### WORK REQUIRED
Reproduce the data exactly; no word may be added or dropped.

──────────

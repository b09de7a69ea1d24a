//! Polygons

use gxcodec_core::BoundingBox;
use serde::{Deserialize, Serialize};

use crate::gx::{BufferSlot, MatrixPrimitive, VertexAttribute, VertexDescriptor};

/// How a shape's vertices are transformed
#[derive(Debug, Clone, Copy, PartialEq, Eq, Default, Serialize, Deserialize)]
#[repr(u8)]
pub enum ShapeMode {
    #[default]
    Normal = 0,
    Billboard = 1,
    BillboardY = 2,
    Skinned = 3,
}

impl ShapeMode {
    pub fn from_u8(value: u8) -> Self {
        match value {
            1 => Self::Billboard,
            2 => Self::BillboardY,
            3 => Self::Skinned,
            _ => Self::Normal,
        }
    }
}

/// Indexed geometry with its vertex format and buffer bindings
#[derive(Debug, Clone, PartialEq, Serialize, Deserialize)]
pub struct Mesh {
    pub name: String,
    pub visible: bool,
    pub mode: ShapeMode,
    pub descriptor: VertexDescriptor,
    /// Buffer name bound to each slot, see [`BufferSlot::index`]
    pub buffers: [Option<String>; BufferSlot::COUNT],
    pub matrix_primitives: Vec<MatrixPrimitive>,
    pub bounds: BoundingBox,
    pub bounding_radius: f32,
}

impl Mesh {
    pub fn new(name: impl Into<String>) -> Self {
        Self {
            name: name.into(),
            visible: true,
            mode: ShapeMode::Normal,
            descriptor: VertexDescriptor::default(),
            buffers: Default::default(),
            matrix_primitives: Vec::new(),
            bounds: BoundingBox::default(),
            bounding_radius: 0.0,
        }
    }

    pub fn buffer(&self, slot: BufferSlot) -> Option<&str> {
        self.buffers[slot.index()].as_deref()
    }

    pub fn bind_buffer(&mut self, slot: BufferSlot, name: impl Into<String>) {
        self.buffers[slot.index()] = Some(name.into());
    }

    /// Slots whose attribute appears in the descriptor
    pub fn used_slots(&self) -> impl Iterator<Item = BufferSlot> + '_ {
        (0..BufferSlot::COUNT)
            .filter_map(BufferSlot::from_index)
            .filter(|slot| self.descriptor.has(slot.attribute()))
    }

    pub fn vertex_count(&self) -> usize {
        self.matrix_primitives.iter().map(MatrixPrimitive::vertex_count).sum()
    }

    pub fn triangle_count(&self) -> usize {
        self.matrix_primitives.iter().map(MatrixPrimitive::triangle_count).sum()
    }

    /// Highest index any primitive uses for `attribute`
    pub fn max_index(&self, attribute: VertexAttribute) -> Option<u16> {
        self.matrix_primitives
            .iter()
            .flat_map(|mp| mp.primitives.iter())
            .flat_map(|p| p.vertices.iter())
            .map(|v| v.get(attribute))
            .max()
    }
}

──────────

### SOLVED PROBLEM
repository b09de7a69ea1d24a
//! Polygons

use gxcodec_core::BoundingBox;
use serde::{Deserialize, Serialize};

use crate::gx::{BufferSlot, MatrixPrimitive, VertexAttribute, VertexDescriptor};

/// How a shape's vertices are transformed
#[derive(Debug, Clone, Copy, PartialEq, Eq, Default, Serialize, Deserialize)]
#[repr(u8)]
pub enum ShapeMode {
    #[default]
    Normal = 0,
    Billboard = 1,
    BillboardY = 2,
    Skinned = 3,
}

impl ShapeMode {
    pub fn from_u8(value: u8) -> Self {
        match value {
            1 => Self::Billboard,
            2 => Self::BillboardY,
            3 => Self::Skinned,
            _ => Self::Normal,
        }
    }
}

/// Indexed geometry with its vertex format and buffer bindings
#[derive(Debug, Clone, PartialEq, Serialize, Deserialize)]
pub struct Mesh {
    pub name: String,
    pub visible: bool,
    pub mode: ShapeMode,
    pub descriptor: VertexDescriptor,
    /// Buffer name bound to each slot, see [`BufferSlot::index`]
    pub buffers: [Option<String>; BufferSlot::COUNT],
    pub matrix_primitives: Vec<MatrixPrimitive>,
    pub bounds: BoundingBox,
    pub bounding_radius: f32,
}

impl Mesh {
    pub fn new(name: impl Into<String>) -> Self {
        Self {
            name: name.into(),
            visible: true,
            mode: ShapeMode::Normal,
            descriptor: VertexDescriptor::default(),
            buffers: Default::default(),
            matrix_primitives: Vec::new(),
            bounds: BoundingBox::default(),
            bounding_radius: 0.0,
        }
    }

    pub fn buffer(&self, slot: BufferSlot) -> Option<&str> {
        self.buffers[slot.index()].as_deref()
    }

    pub fn bind_buffer(&mut self, slot: BufferSlot, name: impl Into<String>) {
        self.buffers[slot.index()] = Some(name.into());
    }

    /// Slots whose attribute appears in the descriptor
    pub fn used_slots(&self) -> impl Iterator<Item = BufferSlot> + '_ {
        (0..BufferSlot::COUNT)
            .filter_map(BufferSlot::from_index)
            .filter(|slot| self.descriptor.has(slot.attribute()))
    }

    pub fn vertex_count(&self) -> usize {
        self.matrix_primitives.iter().map(MatrixPrimitive::vertex_count).sum()
    }

    pub fn triangle_count(&self) -> usize {
        self.matrix_primitives.iter().map(MatrixPrimitive::triangle_count).sum()
    }

    /// Highest index any primitive uses for `attribute`
    pub fn max_index(&self, attribute: VertexAttribute) -> Option<u16> {
        self.matrix_primitives
            .iter()
            .flat_map(|mp| mp.primitives.iter())
            .flat_map(|p| p.vertices.iter())
            .map(|v| v.get(attribute))
            .max()
    }
}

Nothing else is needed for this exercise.